This book grabbed me from the first paragraph, and I never lost interest,
This review is from: Kiln People (Hardcover)
The premise (short-lived clones who are able to merge back with the original) is interesting, the world-building is strong, the hero is flawed but sympathetic, and additional characters are fairly well-developed. There is quite a bit of switching back-and-forth of points-of-view - but I felt that it was done successfully, without getting the reader lost in confusion.
Another reviewer has said, "This novel's leading motive is a submissive man's desire to be owned by a strong, obstinate (while caring and gentle) woman. On second reading, I began noticing this theme almost from the beginning, and it was quite disturbing."
I find this quite an interesting statement, because it does not match my perception *at all*.
- First of all, the relationship between the main character and his partner is not at all the leading motive for the novel.

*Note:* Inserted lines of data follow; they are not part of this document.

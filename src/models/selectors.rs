// src/models/selectors.rs

//! CSS selectors for reading the portal's pages.

use scraper::Selector;
use serde::{Deserialize, Serialize};

use crate::error::Result;
use crate::utils::parse_selector;

/// All selectors the page reader and the engine's waits rely on.
#[derive(Debug, Clone, Default, Serialize, Deserialize)]
pub struct SelectorConfig {
    #[serde(default)]
    pub courses: CourseSelectors,

    #[serde(default)]
    pub course_items: CourseItemSelectors,

    #[serde(default)]
    pub announcement_details: AnnouncementSelectors,

    #[serde(default)]
    pub assignment_details: AssignmentSelectors,

    #[serde(default)]
    pub item_type_keywords: ItemTypeKeywords,
}

/// Course list on the landing page.
#[derive(Debug, Clone, Serialize, Deserialize)]
pub struct CourseSelectors {
    /// Container of the course list
    #[serde(default = "defaults::course_list_container")]
    pub list_container: String,

    /// Direct child of the container, one per course
    #[serde(default = "defaults::course_item")]
    pub course_item: String,

    /// Link to the course page within an entry
    #[serde(default = "defaults::course_link")]
    pub course_link: String,
}

impl Default for CourseSelectors {
    fn default() -> Self {
        Self {
            list_container: defaults::course_list_container(),
            course_item: defaults::course_item(),
            course_link: defaults::course_link(),
        }
    }
}

/// Item listing on a course page.
#[derive(Debug, Clone, Serialize, Deserialize)]
pub struct CourseItemSelectors {
    /// Container the engine waits for before reading the listing
    #[serde(default = "defaults::items_container")]
    pub container: String,

    /// One block per category, identified by its `id`
    #[serde(default = "defaults::category_block")]
    pub category_block: String,

    #[serde(default = "defaults::item_row")]
    pub item_row: String,

    #[serde(default = "defaults::item_link")]
    pub item_link: String,
}

impl Default for CourseItemSelectors {
    fn default() -> Self {
        Self {
            container: defaults::items_container(),
            category_block: defaults::category_block(),
            item_row: defaults::item_row(),
            item_link: defaults::item_link(),
        }
    }
}

/// Announcement detail view.
#[derive(Debug, Clone, Serialize, Deserialize)]
pub struct AnnouncementSelectors {
    #[serde(default = "defaults::announcement_body")]
    pub body: String,

    #[serde(default = "defaults::author_container")]
    pub author_container: String,

    /// Text preceding the author's name
    #[serde(default = "defaults::author_marker")]
    pub author_marker: String,
}

impl Default for AnnouncementSelectors {
    fn default() -> Self {
        Self {
            body: defaults::announcement_body(),
            author_container: defaults::author_container(),
            author_marker: defaults::author_marker(),
        }
    }
}

/// Assignment detail view.
#[derive(Debug, Clone, Serialize, Deserialize)]
pub struct AssignmentSelectors {
    /// First match holds the due date
    #[serde(default = "defaults::due_date")]
    pub due_date: String,

    #[serde(default = "defaults::instructions_container")]
    pub instructions_container: String,

    #[serde(default = "defaults::attachments")]
    pub attachments: String,
}

impl Default for AssignmentSelectors {
    fn default() -> Self {
        Self {
            due_date: defaults::due_date(),
            instructions_container: defaults::instructions_container(),
            attachments: defaults::attachments(),
        }
    }
}

/// Substrings of a category block's id that mark its item type.
#[derive(Debug, Clone, Serialize, Deserialize)]
pub struct ItemTypeKeywords {
    #[serde(default = "defaults::announcement_keyword")]
    pub announcement: String,

    #[serde(default = "defaults::assignment_keyword")]
    pub assignment: String,
}

impl Default for ItemTypeKeywords {
    fn default() -> Self {
        Self {
            announcement: defaults::announcement_keyword(),
            assignment: defaults::assignment_keyword(),
        }
    }
}

/// Parsed form of a [`SelectorConfig`].
#[derive(Debug, Clone)]
pub struct CompiledSelectors {
    pub course_entries: Selector,
    pub course_link: Selector,
    pub category_blocks: Selector,
    pub item_row: Selector,
    pub item_link: Selector,
    pub announcement_body: Selector,
    pub author_container: Selector,
    pub paragraph: Selector,
    pub due_date: Selector,
    pub instructions: Selector,
    pub attachments: Selector,
    pub author_marker: String,
    /// Upper-cased keywords
    pub announcement_keyword: String,
    pub assignment_keyword: String,
}

impl SelectorConfig {
    /// Parse every selector, failing on the first invalid one.
    pub fn compile(&self) -> Result<CompiledSelectors> {
        Ok(CompiledSelectors {
            course_entries: parse_selector(&format!(
                "{} > {}",
                self.courses.list_container, self.courses.course_item
            ))?,
            course_link: parse_selector(&self.courses.course_link)?,
            category_blocks: parse_selector(&format!(
                "{} {}",
                self.course_items.container, self.course_items.category_block
            ))?,
            item_row: parse_selector(&self.course_items.item_row)?,
            item_link: parse_selector(&self.course_items.item_link)?,
            announcement_body: parse_selector(&self.announcement_details.body)?,
            author_container: parse_selector(&self.announcement_details.author_container)?,
            paragraph: parse_selector("p")?,
            due_date: parse_selector(&self.assignment_details.due_date)?,
            instructions: parse_selector(&self.assignment_details.instructions_container)?,
            attachments: parse_selector(&self.assignment_details.attachments)?,
            author_marker: self.announcement_details.author_marker.clone(),
            announcement_keyword: self.item_type_keywords.announcement.to_uppercase(),
            assignment_keyword: self.item_type_keywords.assignment.to_uppercase(),
        })
    }
}

mod defaults {
    pub fn course_list_container() -> String {
        "[id='module:_3_1'] ul.courseListing".into()
    }
    pub fn course_item() -> String {
        "li".into()
    }
    pub fn course_link() -> String {
        "a[href*='type=Course']".into()
    }

    pub fn items_container() -> String {
        "#whatsNewView".into()
    }
    pub fn category_block() -> String {
        "ul.blockGroups > li[id^=\"block::\"]".into()
    }
    pub fn item_row() -> String {
        "ul.itemGroups > li".into()
    }
    pub fn item_link() -> String {
        "a".into()
    }

    pub fn announcement_body() -> String {
        "div.vtbegenerated".into()
    }
    pub fn author_container() -> String {
        "div.announcementInfo".into()
    }
    pub fn author_marker() -> String {
        "Posted by:".into()
    }

    pub fn due_date() -> String {
        "#metadata .metaField".into()
    }
    pub fn instructions_container() -> String {
        "#instructions".into()
    }
    pub fn attachments() -> String {
        "#instructions a".into()
    }

    pub fn announcement_keyword() -> String {
        "::AN".into()
    }
    pub fn assignment_keyword() -> String {
        "::AS".into()
    }
}

#[cfg(test)]
mod tests {
    use super::*;
    use crate::error::AppError;

    #[test]
    fn test_default_selectors_compile() {
        assert!(SelectorConfig::default().compile().is_ok());
    }

    #[test]
    fn test_invalid_selector_rejected() {
        let mut config = SelectorConfig::default();
        config.assignment_details.due_date = "[[invalid".to_string();
        let err = config.compile().unwrap_err();
        assert!(matches!(err, AppError::Selector { .. }));
    }

    #[test]
    fn test_keywords_upper_cased() {
        let mut config = SelectorConfig::default();
        config.item_type_keywords.announcement = "::an".to_string();
        let compiled = config.compile().unwrap();
        assert_eq!(compiled.announcement_keyword, "::AN");
    }

    #[test]
    fn test_partial_toml_uses_defaults() {
        let config: SelectorConfig = toml::from_str(
            r##"
            [course_items]
            container = "#main"
            "##,
        )
        .unwrap();
        assert_eq!(config.course_items.container, "#main");
        assert_eq!(config.course_items.item_row, "ul.itemGroups > li");
        assert_eq!(config.announcement_details.author_marker, "Posted by:");
    }
}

The mystery of whodunit-and-how-and-why is the main driver for the book.
- Secondly, the protagonist is not at all submissive, and he has no desire to be owned by his partner: instead, they have a healthy relationship based on equality and independence (and they feel no need to live in each others' pockets), though each clearly feels some ambivalence about fully committing to the other.
I would suggest that the huge difference between my perception and that of the other reviewer is due to widely differing cultural norms.
The reader *thinks* that they know more than the main character - but it's not until the end, when the clones with all the different pieces finally come together, that the reader learns the full truth.
If you like a good science-fiction mystery, you will enjoy this novel.